L’écriture musicale de L’Autre fille est dévolue à un trio instrumental composé d’une flûte basse, d’un violoncelle et de percussions. L’écriture électronique se concentre principalement sur la restitution du trio dans un espace acoustique qui lui est propre et sur une conception du son qui met en avant la corporéité des interprètes. La musique est une voix à la fois indépendante et en prolongement du texte d’Annie Ernaux, notamment en questionnant d’un point de vue sonore le thème de l’absence. Esthétiquement, elle exclut toute forme d’illustration ou tout autre ressort démonstratif et nous invite, par le biais d’un travail particulier sur le silence et la vibration, à notre propre intériorité.
Le fait que le texte soit dit par l’auteure est un défi en soi. La méthodologie a été de laisser dans un premier temps le geste compositionnel originel en autonomie par rapport à sa voix. En d’autres termes, il s’agissait de puiser dans ma propre lecture du texte le substrat nécessaire à l’élaboration sonore et processuelle de la partition, en discussions suivies avec Daniel Jeanneteau. Dans un second temps, le déploiement des esquisses musicales avec l’enregistrement de la voix d’Annie Ernaux a redéfini les contours formels de l’œuvre afin de trouver sensiblement la place de l’un par rapport à l’autre, un équilibre, une juste mise en tension.
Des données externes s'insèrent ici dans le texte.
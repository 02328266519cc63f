use axum::{
    extract::{Path, Query, State},
    http::{HeaderMap, StatusCode},
    response::IntoResponse,
    Json,
};
use entity::user::UserRole;

use crate::server::{
    error::AppError,
    middleware::auth::AuthGuard,
    model::user::{NotificationSettingsDto, UpdateProfileDto, UserDto, UserListQuery},
    service::user::UserService,
    state::AppState,
};

/// GET /api/users/me
/// Get the caller's own profile
pub async fn get_me(
    State(state): State<AppState>,
    headers: HeaderMap,
) -> Result<impl IntoResponse, AppError> {
    let user = AuthGuard::new(&state.db, &state.tokens)
        .require(&headers, &[])
        .await?;

    Ok((StatusCode::OK, Json(UserDto::from_entity(user))))
}

/// PUT /api/users/me
/// Apply a partial update to the caller's own profile
pub async fn update_me(
    State(state): State<AppState>,
    headers: HeaderMap,
    Json(dto): Json<UpdateProfileDto>,
) -> Result<impl IntoResponse, AppError> {
    let user = AuthGuard::new(&state.db, &state.tokens)
        .require(&headers, &[])
        .await?;

    let updated = UserService::new(&state.db).update_profile(&user.id, dto).await?;

    Ok((StatusCode::OK, Json(updated)))
}

/// GET /api/users/me/notification-settings
/// Get the caller's notification preferences
pub async fn get_notification_settings(
    State(state): State<AppState>,
    headers: HeaderMap,
) -> Result<impl IntoResponse, AppError> {
    let user = AuthGuard::new(&state.db, &state.tokens)
        .require(&headers, &[])
        .await?;

    Ok((
        StatusCode::OK,
        Json(NotificationSettingsDto::from_entity(&user)),
    ))
}

/// PUT /api/users/me/notification-settings
/// Replace the caller's notification preferences
pub async fn update_notification_settings(
    State(state): State<AppState>,
    headers: HeaderMap,
    Json(dto): Json<NotificationSettingsDto>,
) -> Result<impl IntoResponse, AppError> {
    let user = AuthGuard::new(&state.db, &state.tokens)
        .require(&headers, &[])
        .await?;

    let settings = UserService::new(&state.db)
        .update_notification_settings(&user.id, dto)
        .await?;

    Ok((StatusCode::OK, Json(settings)))
}

/// GET /api/users
/// Admin: list users with search, role/status filters, and pagination
pub async fn get_users(
    State(state): State<AppState>,
    headers: HeaderMap,
    Query(query): Query<UserListQuery>,
) -> Result<impl IntoResponse, AppError> {
    AuthGuard::new(&state.db, &state.tokens)
        .require(&headers, &[UserRole::Admin])
        .await?;

    let page = UserService::new(&state.db).get_all(query).await?;

    Ok((StatusCode::OK, Json(page)))
}

/// GET /api/users/{id}
/// Admin: get one user by id
pub async fn get_user(
    State(state): State<AppState>,
    headers: HeaderMap,
    Path(id): Path<String>,
) -> Result<impl IntoResponse, AppError> {
    AuthGuard::new(&state.db, &state.tokens)
        .require(&headers, &[UserRole::Admin])
        .await?;

    let user = UserService::new(&state.db).get_by_id(&id).await?;

    Ok((StatusCode::OK, Json(user)))
}

/// DELETE /api/users/me
/// Deactivate the caller's own account
pub async fn deactivate_me(
    State(state): State<AppState>,
    headers: HeaderMap,
) -> Result<impl IntoResponse, AppError> {
    let user = AuthGuard::new(&state.db, &state.tokens)
        .require(&headers, &[])
        .await?;

    let ack = UserService::new(&state.db).deactivate(&user.id).await?;

    Ok((StatusCode::OK, Json(ack)))
}

/// DELETE /api/users/{id}
/// Admin: delete a user account
pub async fn delete_user(
    State(state): State<AppState>,
    headers: HeaderMap,
    Path(id): Path<String>,
) -> Result<impl IntoResponse, AppError> {
    let actor = AuthGuard::new(&state.db, &state.tokens)
        .require(&headers, &[UserRole::Admin])
        .await?;

    let ack = UserService::new(&state.db).delete(&actor.id, &id).await?;

    Ok((StatusCode::OK, Json(ack)))
}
Pour reprendre le concept de François Jullien de dé-coïncindence, l’idée est davantage de provoquer une rencontre que de vouloir se faire correspondre deux expressions dans un rapport illustratif possiblement inorganique.
Aurélien Dumont

Note de programme des représentations du 18 au 25 juin 2022 au T2G Théâtre de Gennevilliers.